My son recently graduated from college. He has every intention of joining our business and has been interested since high school, when he interned during the summers. Five years ago, my siblings and I, who have all worked for the business at one point or another, decided to put an employment policy in place that requires next-generation members to work elsewhere for three years before entering our business. We did this in anticipation of the next generation graduating from college. My son is the third to graduate. He has two older cousins, one in medical school and the other a professional musician, neither of whom have an interest in the business. The next member of their generation to graduate from college will be my daughter, in three years, with four more in high school behind her.

Here is our challenge—the job market is horrible. The only position our son can find is as a grade school teacher. This work will not prepare him to enter our business. So I wonder if we should relax our restrictions and let him enter the business now, with the understanding that he will take a sabbatical to work elsewhere in a couple of years.

I am sure your situation is one facing many companies today, so I am glad you shared it. I assume you are asking for advice because you have concerns that relaxing the policy may not be the right answer. If you are asking yourself “What harm could it do to temporarily suspend our policy,” let me tell you the challenges you face.

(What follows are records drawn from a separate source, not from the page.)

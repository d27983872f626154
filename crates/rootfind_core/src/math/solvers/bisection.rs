//! Bisection root-finding solver.

use super::result::{undefined_message, Iterates, SolveResult};
use super::SolverConfig;
use crate::expr::Expression;
use crate::types::{DomainError, SolverError};

/// Bisection root finder.
///
/// Halves a sign-changing interval until `|f(mid)| <= tolerance` or the
/// half-width is within tolerance. Derivative-free and guaranteed to
/// converge for continuous `f` on a valid bracket.
///
/// The endpoints may be given in either order. If neither endpoint is a
/// root and `f` has the same sign at both, the run ends as diverged.
///
/// # Example
///
/// ```
/// use rootfind_core::expr::Expression;
/// use rootfind_core::math::solvers::{BisectionSolver, SolverConfig};
///
/// let f = Expression::compile("x^3 - x - 2").unwrap();
/// let solver = BisectionSolver::new(SolverConfig::new(1e-10, 200).unwrap());
///
/// let result = solver.solve(&f, 1.0, 2.0).unwrap();
/// assert!(result.converged);
/// assert!((result.root - 1.5213797).abs() < 1e-6);
/// ```
#[derive(Debug, Clone)]
pub struct BisectionSolver {
    config: SolverConfig,
}

impl BisectionSolver {
    /// Create a new bisection solver with the given configuration.
    pub fn new(config: SolverConfig) -> Self {
        Self { config }
    }

    /// Create a solver with default configuration.
    pub fn with_defaults() -> Self {
        Self::new(SolverConfig::default())
    }

    /// Find a root of `f` between `a` and `b`.
    pub fn solve(&self, f: &Expression, a: f64, b: f64) -> Result<SolveResult, SolverError> {
        self.find_root(|x| f.eval(x), a, b)
    }

    /// Find a root of an arbitrary function between `a` and `b`.
    ///
    /// The trace starts at `a`; each midpoint counts as one iteration.
    ///
    /// # Errors
    ///
    /// [`SolverError::InvalidRange`] for an invalid configuration or a
    /// non-finite endpoint.
    pub fn find_root<F>(&self, f: F, a: f64, b: f64) -> Result<SolveResult, SolverError>
    where
        F: Fn(f64) -> Result<f64, DomainError>,
    {
        self.config.validate()?;
        if !(a.is_finite() && b.is_finite()) {
            return Err(SolverError::invalid_range(format!(
                "bisection endpoints must be finite, got [{}, {}]",
                a, b
            )));
        }

        let tol = self.config.tolerance;
        let mut iterates = Iterates::start(a, self.config.max_iterations);

        let fa0 = match f(a) {
            Ok(v) => v,
            Err(e) => return Ok(iterates.undefined(e)),
        };
        if fa0 == 0.0 {
            return Ok(iterates.converged(fa0));
        }
        let fb0 = match f(b) {
            Ok(v) => v,
            Err(e) => return Ok(iterates.diverged(undefined_message(&e), fa0)),
        };
        if fb0 == 0.0 {
            iterates.accept(b);
            return Ok(iterates.converged(fb0));
        }
        if fa0.signum() == fb0.signum() {
            return Ok(iterates.diverged(
                format!("no sign change on [{}, {}]", a.min(b), a.max(b)),
                fa0,
            ));
        }

        let (mut lo, mut hi, mut f_lo) = if a < b { (a, b, fa0) } else { (b, a, fb0) };

        for _iteration in 0..self.config.max_iterations {
            let half = 0.5 * (hi - lo);
            let mid = lo + half;
            let f_mid = match f(mid) {
                Ok(v) => v,
                Err(e) => return Ok(iterates.undefined(e)),
            };
            iterates.accept(mid);

            if f_mid.abs() <= tol || half <= tol {
                return Ok(iterates.converged(f_mid));
            }

            if f_lo.signum() == f_mid.signum() {
                lo = mid;
                f_lo = f_mid;
            } else {
                hi = mid;
            }
        }

        let residual = f(iterates.last()).unwrap_or(f64::NAN);
        Ok(iterates.exhausted(self.config.max_iterations, residual))
    }

    /// Returns a reference to the solver configuration.
    pub fn config(&self) -> &SolverConfig {
        &self.config
    }
}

First, you face a credibility challenge. How can you tell next-generation members you believe this policy is important if you don’t uphold it? For that matter, how can you credibly uphold any policies or rules you have developed if you waver on this one? Fairness is your second challenge. When younger members come along and the job market is better, is it fair to say they have to work elsewhere if their brother/cousin didn’t? The third challenge you face is accountability to your plan. If your son enters the business now and is thriving in an important role in two years, are you going to have the courage to pull him out to work elsewhere?

All this said, I understand the practical challenge the job market presents, and taking a job that doesn’t give your son the real-world experience the policy was set up to ensure is indeed questionable. Here are some options. Have your son apply for graduate school programs in areas that will be valuable to the business. When he graduates, the job market should be improved. A second option, if you can afford it, is for him to take a lesser-paying internship to gain experience. This work could be subsidized by you or by some lower-paying work (Starbucks is always looking for baristas!). One great option is to collaborate with peers in a similar situation, if you have them. Consider a “child swapping” arrangement where you employ one of their next-generation members and they employ your son for a few years.

You put your employment policy in place for good reasons, none of which have changed. Don’t let a short-term problem destroy the work you have done.